- Opening Delimiter -
use serde::{Deserialize, Serialize};
use std::path::{Path, PathBuf};
use url::Url;

use crate::error::ConfigError;

/// Configuration validation errors
#[derive(Debug, Clone)]
pub struct ConfigValidationError {
    pub field: String,
    pub message: String,
}

impl std::fmt::Display for ConfigValidationError {
    fn fmt(&self, f: &mut std::fmt::Formatter<'_>) -> std::fmt::Result {
        write!(f, "{}: {}", self.field, self.message)
    }
}

/// Result of config validation
#[derive(Debug, Clone, Default)]
pub struct ValidationResult {
    pub errors: Vec<ConfigValidationError>,
    pub warnings: Vec<ConfigValidationError>,
}

impl ValidationResult {
    /// Returns true if there are no errors (warnings are OK)
    pub fn is_valid(&self) -> bool {
        self.errors.is_empty()
    }

    /// Add an error
    pub fn add_error(&mut self, field: impl Into<String>, message: impl Into<String>) {
        self.errors.push(ConfigValidationError {
            field: field.into(),
            message: message.into(),
        });
    }

    /// Add a warning
    pub fn add_warning(&mut self, field: impl Into<String>, message: impl Into<String>) {
        self.warnings.push(ConfigValidationError {
            field: field.into(),
            message: message.into(),
        });
    }

    /// Get a user-friendly message summarizing all errors
    pub fn error_summary(&self) -> String {
        if self.errors.is_empty() {
            return String::new();
        }
        self.errors
            .iter()
            .map(|e| e.to_string())
            .collect::<Vec<_>>()
            .join("; ")
    }
}

#[derive(Debug, Clone, Serialize, Deserialize)]
pub struct Config {
    /// Upstream feature service settings
    pub service: ServiceConfig,

    /// Map view defaults
    #[serde(default)]
    pub map: MapConfig,

    /// Impact layers, in presentation order. The first entry is the
    /// default-visible layer.
    #[serde(default = "default_layers")]
    pub layers: Vec<LayerEntry>,
}

#[derive(Debug, Clone, Serialize, Deserialize)]
pub struct ServiceConfig {
    /// Base URL of the ArcGIS-style map service whose sublayers carry the
    /// impact features
    pub base_url: String,

    /// Per-request timeout in seconds
    #[serde(default = "default_timeout_secs")]
    pub timeout_secs: u64,
}

fn default_timeout_secs() -> u64 {
    10
}

/// Map view defaults: the CONUS extent the view is constrained to, and the
/// zoom range. Plain data handed to whatever renders the map; nothing in
/// this crate interprets the geometry.
#[derive(Debug, Clone, Serialize, Deserialize)]
pub struct MapConfig {
    pub extent: ExtentConfig,

    #[serde(default = "default_min_zoom")]
    pub min_zoom: u8,

    #[serde(default = "default_max_zoom")]
    pub max_zoom: u8,
}

/// Bounding box in Web Mercator coordinates.
#[derive(Debug, Clone, Serialize, Deserialize)]
pub struct ExtentConfig {
    pub xmin: f64,
    pub ymin: f64,
    pub xmax: f64,
    pub ymax: f64,
}

fn default_min_zoom() -> u8 {
    3
}

fn default_max_zoom() -> u8 {
    10
}

impl Default for MapConfig {
    fn default() -> Self {
        Self {
            // Conterminous US
            extent: ExtentConfig {
                xmin: -13_884_991.0,
                ymin: 2_870_341.0,
                xmax: -7_455_066.0,
                ymax: 6_338_219.0,
            },
            min_zoom: default_min_zoom(),
            max_zoom: default_max_zoom(),
        }
    }
}

/// One impact layer: stable id, display title, and the sublayer index it
/// occupies in the upstream service.
#[derive(Debug, Clone, PartialEq, Eq, Serialize, Deserialize)]
pub struct LayerEntry {
    pub id: String,
    pub title: String,
    pub sublayer: u32,
}

fn default_layers() -> Vec<LayerEntry> {
    vec![
        LayerEntry {
            id: "days1to3".to_string(),
            title: "Overall Impact (Days 1-3)".to_string(),
            sublayer: 0,
        },
        LayerEntry {
            id: "day1".to_string(),
            title: "Overall Impact (Day 1)".to_string(),
            sublayer: 1,
        },
        LayerEntry {
            id: "day2".to_string(),
            title: "Overall Impact (Day 2)".to_string(),
            sublayer: 2,
        },
        LayerEntry {
            id: "day3".to_string(),
            title: "Overall Impact (Day 3)".to_string(),
            sublayer: 3,
        },
    ]
}

impl Default for Config {
    fn default() -> Self {
        Self {
            service: ServiceConfig {
                base_url:
                    "https://mapservices.weather.noaa.gov/vector/rest/services/outlooks/wpc_wwd/MapServer"
                        .to_string(),
                timeout_secs: default_timeout_secs(),
            },
            map: MapConfig::default(),
            layers: default_layers(),
        }
    }
}

impl Config {
    /// Load configuration from file, creating default if it doesn't exist
    pub fn load() -> Result<Self, ConfigError> {
        Self::load_from(&Self::config_path()?)
    }

    /// Load configuration from an explicit path, creating default if the
    /// file doesn't exist
    pub fn load_from(config_path: &Path) -> Result<Self, ConfigError> {
        if !config_path.exists() {
            let config = Self::default();
            config.save_to(config_path)?;
            return Ok(config);
        }

        let contents = std::fs::read_to_string(config_path).map_err(ConfigError::Read)?;
        let config: Config = toml::from_str(&contents)?;

        Ok(config)
    }

    /// Load configuration and validate it
    ///
    /// Returns the config along with any validation warnings.
    /// Returns an error if validation fails with critical errors.
    pub fn load_validated() -> Result<(Self, ValidationResult), ConfigError> {
        let config = Self::load()?;
        let validation = config.validate();

        if !validation.is_valid() {
            return Err(ConfigError::Invalid(validation.error_summary()));
        }

        for warning in &validation.warnings {
            tracing::warn!("Config warning: {}", warning);
        }

        Ok((config, validation))
    }

    /// Validate the configuration
    ///
    /// Returns a ValidationResult containing any errors or warnings.
    pub fn validate(&self) -> ValidationResult {
        let mut result = ValidationResult::default();

        self.validate_url(&self.service.base_url, "service.base_url", &mut result);

        if self.service.timeout_secs == 0 {
            result.add_error("service.timeout_secs", "Timeout must be greater than 0");
        } else if self.service.timeout_secs > 300 {
            result.add_warning(
                "service.timeout_secs",
                "Timeout is unusually long (>300 seconds)",
            );
        }

        if self.map.min_zoom > self.map.max_zoom {
            result.add_error(
                "map.min_zoom",
                format!(
                    "min_zoom ({}) exceeds max_zoom ({})",
                    self.map.min_zoom, self.map.max_zoom
                ),
            );
        }

        let extent = &self.map.extent;
        if extent.xmin >= extent.xmax || extent.ymin >= extent.ymax {
            result.add_error("map.extent", "Extent is inverted or empty");
        }

        if self.layers.is_empty() {
            result.add_error("layers", "At least one layer must be configured");
        }

        for (i, layer) in self.layers.iter().enumerate() {
            let field = format!("layers[{}]", i);
            if layer.id.is_empty() {
                result.add_error(&field, "Layer id must not be empty");
            }
            if layer.title.is_empty() {
                result.add_warning(&field, "Layer title is empty");
            }
            if self.layers[..i].iter().any(|other| other.id == layer.id) {
                result.add_error(&field, format!("Duplicate layer id: {}", layer.id));
            }
        }

        result
    }

    /// Validate a URL field
    fn validate_url(&self, url_str: &str, field_name: &str, result: &mut ValidationResult) {
        match Url::parse(url_str) {
            Ok(url) => {
                if url.scheme() != "http" && url.scheme() != "https" {
                    result.add_error(
                        field_name,
                        format!("URL must use http or https scheme, got: {}", url.scheme()),
                    );
                }

                if url.host().is_none() {
                    result.add_error(field_name, "URL must have a host");
                }
            }
            Err(e) => {
                result.add_error(field_name, format!("Invalid URL: {}", e));
            }
        }
    }

    /// Save configuration to its default location
    pub fn save(&self) -> Result<(), ConfigError> {
        self.save_to(&Self::config_path()?)
    }

    /// Save configuration to an explicit path
    pub fn save_to(&self, config_path: &Path) -> Result<(), ConfigError> {
        if let Some(parent) = config_path.parent() {
            std::fs::create_dir_all(parent).map_err(ConfigError::Write)?;
        }

        let contents = toml::to_string_pretty(self)?;
        std::fs::write(config_path, contents).map_err(ConfigError::Write)?;

        Ok(())
    }

    /// Get the path to the configuration file
    fn config_path() -> Result<PathBuf, ConfigError> {
        let config_dir = dirs::config_dir()
            .ok_or(ConfigError::NoConfigDir)?
            .join("wximpact");

        Ok(config_dir.join("config.toml"))
    }
}

#[cfg(test)]
mod tests {
    use super::*;

    #[test]
    fn test_valid_default_config() {
        let config = Config::default();
        let result = config.validate();
        assert!(
            result.is_valid(),
            "Default config should be valid: {:?}",
            result.errors
        );
    }

    #[test]
    fn test_default_layers_match_presentation_order() {
        let config = Config::default();
        let ids: Vec<_> = config.layers.iter().map(|l| l.id.as_str()).collect();
        assert_eq!(ids, ["days1to3", "day1", "day2", "day3"]);
        assert_eq!(config.layers[0].title, "Overall Impact (Days 1-3)");
    }

    #[test]
    fn test_invalid_url() {
        let mut config = Config::default();
        config.service.base_url = "not-a-url".to_string();
        let result = config.validate();
        assert!(!result.is_valid());
        assert!(result.errors.iter().any(|e| e.field == "service.base_url"));
    }

    #[test]
    fn test_invalid_url_scheme() {
        let mut config = Config::default();
        config.service.base_url = "ftp://example.com/MapServer".to_string();
        let result = config.validate();
        assert!(!result.is_valid());
        assert!(result
            .errors
            .iter()
            .any(|e| e.message.contains("http or https")));
    }

    #[test]
    fn test_zero_timeout_is_error() {
        let mut config = Config::default();
        config.service.timeout_secs = 0;
        let result = config.validate();
        assert!(!result.is_valid());
        assert!(result
            .errors
            .iter()
            .any(|e| e.field == "service.timeout_secs"));
    }

    #[test]
    fn test_inverted_zoom_range_is_error() {
        let mut config = Config::default();
        config.map.min_zoom = 12;
        config.map.max_zoom = 4;
        let result = config.validate();
        assert!(!result.is_valid());
        assert!(result.errors.iter().any(|e| e.field == "map.min_zoom"));
    }

    #[test]
    fn test_inverted_extent_is_error() {
        let mut config = Config::default();
        config.map.extent.xmin = config.map.extent.xmax;
        let result = config.validate();
        assert!(!result.is_valid());
        assert!(result.errors.iter().any(|e| e.field == "map.extent"));
    }

    #[test]
    fn test_empty_layer_list_is_error() {
        let mut config = Config::default();
        config.layers.clear();
        let result = config.validate();
        assert!(!result.is_valid());
        assert!(result.errors.iter().any(|e| e.field == "layers"));
    }

    #[test]
    fn test_duplicate_layer_id_is_error() {
        let mut config = Config::default();
        config.layers[2].id = "day1".to_string();
        let result = config.validate();
        assert!(!result.is_valid());
        assert!(result
            .errors
            .iter()
            .any(|e| e.message.contains("Duplicate layer id")));
    }

    #[test]
    fn test_empty_title_is_warning_only() {
        let mut config = Config::default();
        config.layers[0].title = String::new();
        let result = config.validate();
        assert!(result.is_valid());
        assert!(result.warnings.iter().any(|w| w.field == "layers[0]"));
    }

    #[test]
    fn test_validation_result_error_summary() {
        let mut result = ValidationResult::default();
        result.add_error("field1", "error1");
        result.add_error("field2", "error2");
        let summary = result.error_summary();
        assert!(summary.contains("field1"));
        assert!(summary.contains("field2"));
    }

    #[test]
    fn test_load_from_creates_default_file() {
        let dir = tempfile::tempdir().unwrap();
        let path = dir.path().join("config.toml");

        let config = Config::load_from(&path).unwrap();
        assert!(path.exists());
        assert_eq!(config.layers.len(), 4);
    }

    #[test]
    fn test_save_and_reload_round_trips() {
        let dir = tempfile::tempdir().unwrap();
        let path = dir.path().join("config.toml");

        let mut config = Config::default();
        config.service.base_url = "https://example.com/arcgis/rest/services/MapServer".to_string();
        config.layers.truncate(2);
        config.save_to(&path).unwrap();

        let reloaded = Config::load_from(&path).unwrap();
        assert_eq!(reloaded.service.base_url, config.service.base_url);
        assert_eq!(reloaded.layers, config.layers);
    }

    #[test]
    fn test_malformed_file_is_parse_error() {
        let dir = tempfile::tempdir().unwrap();
        let path = dir.path().join("config.toml");
        std::fs::write(&path, "this is [ not toml").unwrap();

        let result = Config::load_from(&path);
        assert!(matches!(result, Err(ConfigError::Parse(_))));
    }
}
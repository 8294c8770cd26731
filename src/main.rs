use std::time::Duration;

use anyhow::Result;
use wximpact_core::Config;
use wximpact_layers::{FeatureClient, LayerRegistry, LayerSelection, LayerSpec};

#[tokio::main]
async fn main() -> Result<()> {
    // Initialize core
    wximpact_core::init()?;

    let (config, _validation) = Config::load_validated()?;
    tracing::info!("Loaded {} impact layers", config.layers.len());

    let specs: Vec<LayerSpec> = config
        .layers
        .iter()
        .map(|entry| LayerSpec {
            id: entry.id.as_str().into(),
            title: entry.title.clone(),
            sublayer: entry.sublayer,
        })
        .collect();
    let registry = LayerRegistry::new(specs)?;

    let client = FeatureClient::new(
        &config.service.base_url,
        Some(Duration::from_secs(config.service.timeout_secs)),
    )?;

    // All layers resolve concurrently; each label stands on its own.
    let labels = registry.resolve_all(&client).await;

    let selection = LayerSelection::new(registry.default_selection().clone());
    let visibility = selection.visibility(&registry.ids());

    println!("wximpact - Weather Impact Layers");
    println!("Service: {}", config.service.base_url);
    println!();

    for resolved in labels {
        let marker = if visibility.get(&resolved.id).copied().unwrap_or(false) {
            "*"
        } else {
            " "
        };
        // Failure policy lives here, not in the resolver: log the cause and
        // show a placeholder instead of a forecast window.
        match resolved.label {
            Ok(label) => println!(" {} {}  {}", marker, resolved.title, label),
            Err(e) => {
                tracing::warn!("valid time for layer {} unavailable: {}", resolved.id, e);
                println!(" {} {}  [{}]", marker, resolved.title, e.user_message());
            }
        }
    }

    Ok(())
}
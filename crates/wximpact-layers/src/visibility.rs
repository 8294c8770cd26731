//! Single-select layer visibility.
//!
//! Visibility is not toggled by mutating layer handles in place. The selected
//! key is an explicit value owned by one state holder, and the per-layer
//! visibility mapping is derived from it by a pure function; the UI layer
//! applies that mapping to its layer handles.

use std::collections::HashMap;

use crate::types::LayerId;

/// Derive the visibility mapping for a single-select layer group: exactly
/// the selected key maps to `true`.
///
/// A selected key not present in `all` produces an all-false mapping; the
/// holder never invents layers.
pub fn compute_visibility(selected: &LayerId, all: &[LayerId]) -> HashMap<LayerId, bool> {
    all.iter()
        .map(|id| (id.clone(), id == selected))
        .collect()
}

/// Owner of the currently selected layer key.
#[derive(Debug, Clone, PartialEq, Eq)]
pub struct LayerSelection {
    selected: LayerId,
}

impl LayerSelection {
    pub fn new(initial: LayerId) -> Self {
        Self { selected: initial }
    }

    pub fn selected(&self) -> &LayerId {
        &self.selected
    }

    /// Switch the selection to another layer key.
    pub fn select(&mut self, id: LayerId) {
        if self.selected != id {
            tracing::debug!("layer selection changed: {} -> {}", self.selected, id);
            self.selected = id;
        }
    }

    /// Current visibility mapping over the given layer set.
    pub fn visibility(&self, all: &[LayerId]) -> HashMap<LayerId, bool> {
        compute_visibility(&self.selected, all)
    }
}
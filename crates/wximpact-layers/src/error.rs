//! Layer-specific error types.

use thiserror::Error;

#[derive(Error, Debug)]
pub enum LayerError {
    #[error("malformed valid_time token: {0:?}")]
    Parse(String),

    #[error("feature query returned no features")]
    EmptyResult,

    #[error("feature record has no valid_time attribute")]
    MissingAttribute,

    #[error("duplicate layer id: {0}")]
    DuplicateLayer(String),

    #[error("layer registry is empty")]
    EmptyRegistry,

    #[error("feature service error: {status} - {message}")]
    Api { status: u16, message: String },

    #[error("label task failed: {0}")]
    Task(String),

    #[error("network error: {0}")]
    Network(#[from] reqwest::Error),
}

impl LayerError {
    /// User-friendly error message for UI display.
    ///
    /// Callers that choose to render a placeholder instead of a resolved
    /// valid-time label can use this text directly.
    pub fn user_message(&self) -> &'static str {
        match self {
            Self::Parse(_) => "Forecast window data is malformed.",
            Self::EmptyResult | Self::MissingAttribute => "Forecast window unavailable.",
            Self::DuplicateLayer(_) | Self::EmptyRegistry => {
                "Layer configuration is invalid. Check your settings."
            }
            Self::Api { .. } => "The map service returned an error. Please try again later.",
            Self::Task(_) => "Something went wrong. Please try again.",
            Self::Network(_) => "Network error. Check your connection.",
        }
    }

    /// Whether this error indicates corrupt upstream data rather than a
    /// transient failure. Corrupt data will not improve on retry.
    pub fn is_data_error(&self) -> bool {
        matches!(
            self,
            Self::Parse(_) | Self::EmptyResult | Self::MissingAttribute
        )
    }
}
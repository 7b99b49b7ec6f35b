//! HTTP API for health checks and Prometheus metrics

use axum::{
    extract::State,
    http::StatusCode,
    response::IntoResponse,
    routing::get,
    Json, Router,
};
use monitor_lib::{
    health::{ComponentStatus, HealthRegistry},
    observability::MonitorMetrics,
};
use std::sync::Arc;
use tracing::{error, info};

/// Shared application state
#[derive(Clone)]
pub struct AppState {
    pub health_registry: HealthRegistry,
    pub metrics: MonitorMetrics,
}

impl AppState {
    pub fn new(health_registry: HealthRegistry, metrics: MonitorMetrics) -> Self {
        Self {
            health_registry,
            metrics,
        }
    }
}

/// Health check response - returns 200 if healthy, 503 if unhealthy
async fn healthz(State(state): State<Arc<AppState>>) -> impl IntoResponse {
    let health = state.health_registry.health().await;

    let status_code = match health.status {
        ComponentStatus::Healthy => StatusCode::OK,
        ComponentStatus::Degraded => StatusCode::OK, // Still operational
        ComponentStatus::Unhealthy => StatusCode::SERVICE_UNAVAILABLE,
    };

    (status_code, Json(health))
}

/// Readiness check response - returns 200 if ready, 503 if not ready
async fn readyz(State(state): State<Arc<AppState>>) -> impl IntoResponse {
    let readiness = state.health_registry.readiness().await;

    let status_code = if readiness.ready {
        StatusCode::OK
    } else {
        StatusCode::SERVICE_UNAVAILABLE
    };

    (status_code, Json(readiness))
}

/// Prometheus metrics endpoint
async fn metrics(State(state): State<Arc<AppState>>) -> impl IntoResponse {
    match state.metrics.render() {
        Ok(body) => (
            StatusCode::OK,
            [("content-type", "text/plain; charset=utf-8")],
            body,
        ),
        Err(e) => {
            error!(error = %e, "Failed to encode metrics");
            (
                StatusCode::INTERNAL_SERVER_ERROR,
                [("content-type", "text/plain; charset=utf-8")],
                String::new(),
            )
        }
    }
}

/// Create the API router
pub fn create_router(state: Arc<AppState>) -> Router {
    Router::new()
        .route("/healthz", get(healthz))
        .route("/readyz", get(readyz))
        .route("/metrics", get(metrics))
        .with_state(state)
}

/// Start the API server
pub async fn serve(port: u16, state: Arc<AppState>) -> anyhow::Result<()> {
    let app = create_router(state);

    let addr = format!("0.0.0.0:{}", port);
    info!(addr = %addr, "Starting API server");

    let listener = tokio::net::TcpListener::bind(&addr).await?;
    axum::serve(listener, app).await?;

    Ok(())
}

#[cfg(test)]
mod tests {
    use super::*;
    use axum::body::Body;
    use axum::http::Request;
    use monitor_lib::health::components;
    use monitor_lib::models::{Finding, Rule, Subject};
    use tower::ServiceExt;

    async fn setup_test_app() -> (Router, Arc<AppState>) {
        let health_registry = HealthRegistry::new();
        health_registry.register(components::GATEWAY).await;
        health_registry.register(&components::site("CESGA")).await;

        let state = Arc::new(AppState::new(health_registry, MonitorMetrics::new()));
        (create_router(state.clone()), state)
    }

    async fn get_json(app: Router, uri: &str) -> (StatusCode, serde_json::Value) {
        let response = app
            .oneshot(Request::builder().uri(uri).body(Body::empty()).unwrap())
            .await
            .unwrap();
        let status = response.status();
        let body = axum::body::to_bytes(response.into_body(), usize::MAX)
            .await
            .unwrap();
        (status, serde_json::from_slice(&body).unwrap())
    }

    #[tokio::test]
    async fn test_healthz_returns_ok_when_healthy() {
        let (app, _state) = setup_test_app().await;
        let (status, health) = get_json(app, "/healthz").await;

        assert_eq!(status, StatusCode::OK);
        assert_eq!(health["status"], "healthy");
        assert!(health["components"]["site:CESGA"].is_object());
    }

    #[tokio::test]
    async fn test_degraded_site_still_ok() {
        let (app, state) = setup_test_app().await;
        state
            .health_registry
            .set_degraded(&components::site("CESGA"), "2 VM(s) failed to reconcile")
            .await;

        let (status, health) = get_json(app, "/healthz").await;
        assert_eq!(status, StatusCode::OK);
        assert_eq!(health["status"], "degraded");
    }

    #[tokio::test]
    async fn test_healthz_returns_503_when_unhealthy() {
        let (app, state) = setup_test_app().await;
        state
            .health_registry
            .set_unhealthy(components::GATEWAY, "openstack client missing")
            .await;

        let (status, health) = get_json(app, "/healthz").await;
        assert_eq!(status, StatusCode::SERVICE_UNAVAILABLE);
        assert_eq!(health["status"], "unhealthy");
    }

    #[tokio::test]
    async fn test_readyz_before_and_after_first_cycle() {
        let (app, state) = setup_test_app().await;
        let (status, readiness) = get_json(app.clone(), "/readyz").await;
        assert_eq!(status, StatusCode::SERVICE_UNAVAILABLE);
        assert_eq!(readiness["ready"], false);

        state.health_registry.set_ready(true).await;
        let (status, readiness) = get_json(app, "/readyz").await;
        assert_eq!(status, StatusCode::OK);
        assert_eq!(readiness["ready"], true);
    }

    #[tokio::test]
    async fn test_metrics_endpoint_returns_prometheus_format() {
        let (app, state) = setup_test_app().await;
        state.metrics.observe_gateway_call("server list", 0.4, true);
        let findings = vec![Finding::warning(
            Subject::Vm("vm-1".into()),
            Rule::StaleVm,
            "old",
        )
        .eligible_for_deletion()];
        state
            .metrics
            .record_site_scan("CESGA", 1, 0, &findings, 2.0);

        let response = app
            .oneshot(Request::builder().uri("/metrics").body(Body::empty()).unwrap())
            .await
            .unwrap();
        assert_eq!(response.status(), StatusCode::OK);
        let content_type = response.headers().get("content-type").unwrap();
        assert!(content_type.to_str().unwrap().contains("text/plain"));

        let body = axum::body::to_bytes(response.into_body(), usize::MAX)
            .await
            .unwrap();
        let text = String::from_utf8(body.to_vec()).unwrap();
        assert!(text.contains("fedmon_gateway_latency_seconds_bucket"));
        assert!(text.contains("fedmon_stale_vms"));
        assert!(text.contains("fedmon_findings"));
    }
}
- Closing Delimiter -
Your task is to set down again, exactly, every line from the beginning of the listing through the line with "Add a warning".

use serde::{Deserialize, Serialize};
use std::path::{Path, PathBuf};
use url::Url;

use crate::error::ConfigError;

/// Configuration validation errors
#[derive(Debug, Clone)]
pub struct ConfigValidationError {
    pub field: String,
    pub message: String,
}

impl std::fmt::Display for ConfigValidationError {
    fn fmt(&self, f: &mut std::fmt::Formatter<'_>) -> std::fmt::Result {
        write!(f, "{}: {}", self.field, self.message)
    }
}

/// Result of config validation
#[derive(Debug, Clone, Default)]
pub struct ValidationResult {
    pub errors: Vec<ConfigValidationError>,
    pub warnings: Vec<ConfigValidationError>,
}

impl ValidationResult {
    /// Returns true if there are no errors (warnings are OK)
    pub fn is_valid(&self) -> bool {
        self.errors.is_empty()
    }

    /// Add an error
    pub fn add_error(&mut self, field: impl Into<String>, message: impl Into<String>) {
        self.errors.push(ConfigValidationError {
            field: field.into(),
            message: message.into(),
        });
    }

    /// Add a warning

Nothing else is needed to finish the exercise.